# DST TLR Review - Titanium 1xAA with IBS circuit: RUNTIMES, BEAMSHOTS, & more!



## selfbuilt (Feb 28, 2010)

_*Reviewer's Note: *The TLR sample was provided by DST for review. Please see their manufacturer’s thread in CPFMP for more info._

*Warning: pic heavy, as usual. *

*Manufacturer's specifications, summarized:*

LED:CREE XP-G (R5 bin)
Max output:220 Lumens
Continuously-variable circuit, with 3 programmable modes (includes hidden strobe/SOS/beacon modes)
Reflector: OP metal reflector
Lens: shock-resistant, coated mineral glass
Material:Titanium alloy TC4
Clip material:303 stainless steel
Batteries: one AA battery or any other battery with same size
Drive circuit:high efficiency wide voltage full tune-up circuit
Voltage:0.7-4.2V
Waterproof:meets IPX 8 waterproof standards
Battery reverse protection function
Safety lock-out function
Tail stand and head stand capable
Size:diameter:16.6mm Total length:89mm
Weight: only 32g(without battery installed)
Output & Runtime:
Using 1 AA battery:about 135 Lumens(Max) for 70 minutes, about 2 Lumens(Min) for 50 hours
Using 1 rechargeable Li battery:about 220 Lumens(Max)for 45 minutes, about 2 Lumens(Min) for 60 hours
MSRP: $139 USD
The TLR is apparently a limited run of a continuously-variable 1xAA titanium light by a new manufacturer, DST. 
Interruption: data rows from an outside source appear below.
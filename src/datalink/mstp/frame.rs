//! MS/TP frame types and codec.

use std::fmt;

use crate::datalink::{DataLinkError, Result};
use crate::util::{crc16_mstp, crc8_header};

/// MS/TP frame preamble bytes
pub const MSTP_PREAMBLE_55: u8 = 0x55;
pub const MSTP_PREAMBLE_FF: u8 = 0xFF;

/// Maximum MS/TP data length
pub const MSTP_MAX_DATA_LENGTH: usize = 501;

/// MS/TP frame size up to and including the header CRC
pub const MSTP_HEADER_SIZE: usize = 8;

/// MS/TP maximum frame size
pub const MSTP_MAX_FRAME_SIZE: usize = MSTP_HEADER_SIZE + MSTP_MAX_DATA_LENGTH + 2;

/// Destination address reserved for broadcast
pub const MSTP_BROADCAST_ADDRESS: u8 = 0xFF;

/// Highest station address a master node may occupy
pub const MSTP_MAX_MASTER: u8 = 127;

/// MS/TP frame types
///
/// Octet values above 7 are proprietary; the framing layer accepts them but
/// the state machine drops frames it cannot dispatch.
#[derive(Debug, Clone, Copy, PartialEq, Eq)]
#[cfg_attr(feature = "serde", derive(serde::Serialize, serde::Deserialize))]
#[repr(u8)]
pub enum FrameType {
    /// Token frame
    Token = 0,
    /// Poll For Master frame
    PollForMaster = 1,
    /// Reply To Poll For Master frame
    ReplyToPollForMaster = 2,
    /// Test Request frame
    TestRequest = 3,
    /// Test Response frame
    TestResponse = 4,
    /// BACnet Data Expecting Reply frame
    BacnetDataExpectingReply = 5,
    /// BACnet Data Not Expecting Reply frame
    BacnetDataNotExpectingReply = 6,
    /// Reply Postponed frame
    ReplyPostponed = 7,
}

impl FrameType {
    /// Convert from u8
    pub fn from_u8(value: u8) -> Option<Self> {
        match value {
            0 => Some(Self::Token),
            1 => Some(Self::PollForMaster),
            2 => Some(Self::ReplyToPollForMaster),
            3 => Some(Self::TestRequest),
            4 => Some(Self::TestResponse),
            5 => Some(Self::BacnetDataExpectingReply),
            6 => Some(Self::BacnetDataNotExpectingReply),
            7 => Some(Self::ReplyPostponed),
            _ => None,
        }
    }

    /// True for the two frame types that solicit an immediate reply.
    pub fn expects_reply(self) -> bool {
        matches!(self, Self::TestRequest | Self::BacnetDataExpectingReply)
    }
}

impl fmt::Display for FrameType {
    fn fmt(&self, f: &mut fmt::Formatter<'_>) -> fmt::Result {
        let name = match self {
            Self::Token => "Token",
            Self::PollForMaster => "PollForMaster",
            Self::ReplyToPollForMaster => "ReplyToPollForMaster",
            Self::TestRequest => "TestRequest",
            Self::TestResponse => "TestResponse",
            Self::BacnetDataExpectingReply => "DataExpectingReply",
            Self::BacnetDataNotExpectingReply => "DataNotExpectingReply",
            Self::ReplyPostponed => "ReplyPostponed",
        };
        f.write_str(name)
    }
}

/// An MS/TP frame, either parsed off the wire or built for transmission.
///
/// The raw type octet is kept so proprietary frames survive the framing
/// layer; [`Frame::frame_type`] returns `None` for them.
#[derive(Debug, Clone, PartialEq, Eq)]
#[cfg_attr(feature = "serde", derive(serde::Serialize, serde::Deserialize))]
pub struct Frame {
    type_octet: u8,
    /// Destination address
    pub destination: u8,
    /// Source address
    pub source: u8,
    /// Frame data
    pub data: Vec<u8>,
}

impl Frame {
    /// Create a new MS/TP frame
    pub fn new(frame_type: FrameType, destination: u8, source: u8, data: Vec<u8>) -> Result<Self> {
        if data.len() > MSTP_MAX_DATA_LENGTH {
            return Err(DataLinkError::InvalidFrame);
        }

        Ok(Self {
            type_octet: frame_type as u8,
            destination,
            source,
            data,
        })
    }

    /// Create a token frame
    pub fn token(destination: u8, source: u8) -> Self {
        Self {
            type_octet: FrameType::Token as u8,
            destination,
            source,
            data: Vec::new(),
        }
    }

    /// Create a poll for master frame
    pub fn poll_for_master(destination: u8, source: u8) -> Self {
        Self {
            type_octet: FrameType::PollForMaster as u8,
            destination,
            source,
            data: Vec::new(),
        }
    }

    /// Create a reply to poll for master frame
    pub fn reply_to_poll_for_master(destination: u8, source: u8) -> Self {
        Self {
            type_octet: FrameType::ReplyToPollForMaster as u8,
            destination,
            source,
            data: Vec::new(),
        }
    }

    /// Create a reply postponed frame
    pub fn reply_postponed(destination: u8, source: u8) -> Self {
        Self {
            type_octet: FrameType::ReplyPostponed as u8,
            destination,
            source,
            data: Vec::new(),
        }
    }

    pub(crate) fn from_wire(type_octet: u8, destination: u8, source: u8, data: Vec<u8>) -> Self {
        Self {
            type_octet,
            destination,
            source,
            data,
        }
    }

    /// The frame type, or `None` for proprietary type octets.
    pub fn frame_type(&self) -> Option<FrameType> {
        FrameType::from_u8(self.type_octet)
    }

    /// The raw frame type octet.
    pub fn type_octet(&self) -> u8 {
        self.type_octet
    }

    /// True iff the frame is addressed to `station`.
    pub fn for_station(&self, station: u8) -> bool {
        self.destination == station
    }

    /// True iff the frame is a broadcast.
    pub fn is_broadcast(&self) -> bool {
        self.destination == MSTP_BROADCAST_ADDRESS
    }

    /// True iff the frame is addressed to `station` or broadcast.
    pub fn for_station_or_broadcast(&self, station: u8) -> bool {
        self.for_station(station) || self.is_broadcast()
    }

    /// Encode frame to bytes
    pub fn encode(&self) -> Vec<u8> {
        let mut octets = Vec::with_capacity(MSTP_HEADER_SIZE + self.data.len() + 2);
        self.encode_into(&mut octets);
        octets
    }

    /// Encode the frame, appending to `octets`.
    pub fn encode_into(&self, octets: &mut Vec<u8>) {
        octets.push(MSTP_PREAMBLE_55);
        octets.push(MSTP_PREAMBLE_FF);

        let data_length = self.data.len() as u16;
        let header = [
            self.type_octet,
            self.destination,
            self.source,
            (data_length >> 8) as u8,
            (data_length & 0xFF) as u8,
        ];
        octets.extend_from_slice(&header);
        octets.push(crc8_header(&header));

        if !self.data.is_empty() {
            octets.extend_from_slice(&self.data);

            // Data CRC, low octet first
            let crc = crc16_mstp(&self.data);
            octets.push((crc & 0xFF) as u8);
            octets.push((crc >> 8) as u8);
        }
    }

    /// Decode frame from bytes
    ///
    /// Expects exactly one whole frame including the preamble. The receiver
    /// parses the live octet stream incrementally instead; this entry point
    /// serves tests and diagnostics.
    pub fn decode(octets: &[u8]) -> Result<Self> {
        if octets.len() < MSTP_HEADER_SIZE {
            return Err(DataLinkError::InvalidFrame);
        }

        if octets[0] != MSTP_PREAMBLE_55 || octets[1] != MSTP_PREAMBLE_FF {
            return Err(DataLinkError::InvalidFrame);
        }

        let header = [octets[2], octets[3], octets[4], octets[5], octets[6]];
        if crc8_header(&header) != octets[7] {
            return Err(DataLinkError::CrcError);
        }

        let data_length = ((octets[5] as usize) << 8) | (octets[6] as usize);
        if data_length > MSTP_MAX_DATA_LENGTH {
            return Err(DataLinkError::InvalidFrame);
        }

        let expected = MSTP_HEADER_SIZE + data_length + if data_length > 0 { 2 } else { 0 };
        if octets.len() != expected {
            return Err(DataLinkError::InvalidFrame);
        }

        let data = if data_length > 0 {
            let data_end = MSTP_HEADER_SIZE + data_length;
            let data = octets[MSTP_HEADER_SIZE..data_end].to_vec();

            let received = u16::from_le_bytes([octets[data_end], octets[data_end + 1]]);
            if crc16_mstp(&data) != received {
                return Err(DataLinkError::CrcError);
            }

            data
        } else {
            Vec::new()
        };

        Ok(Self::from_wire(octets[2], octets[3], octets[4], data))
    }
}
The review sample came in fairly basic packaging - a hard cardboard case with magnetic closing flap and foam inserts. Inside was the light with good quality clip attached (removable), extra screws and o-ring. There is no manual, but DST has sent me an instruction file when I inquired about how to use the light.

















From left to right: Duracell alkaline AA, DST TLR, NiteCore EZAA, 4sevens MiNi AA Titanium, Titanium Innovations IlluminaTi, ThruNite TiKey

TLR: Weight 34.5g, Length 89.7mm, Width (bezel) 16.8mm

The TLR is remarkably thin for a 1xAA light (above, I’m showing the similarly thin EZAA and 4Sevens MiNi 1xAA Titanium for comparison above). Overall length is quite good considering it has a non-protruding clicky switch. This is about as small as I could expect for this class of light. oo:






Screw threads are reasonably good for a titanium light, although a certain amount of galling is to be expected. Finish is a little different from most titanium lights – the smooth areas have a polished finish, but the knurling/label areas have a burnished appearance. Even in the polished areas, overall appearance is more reminiscent of stainless steel lights (e.g. JetBeam E3) than most titanium ones. Identification labels are sharp and clear.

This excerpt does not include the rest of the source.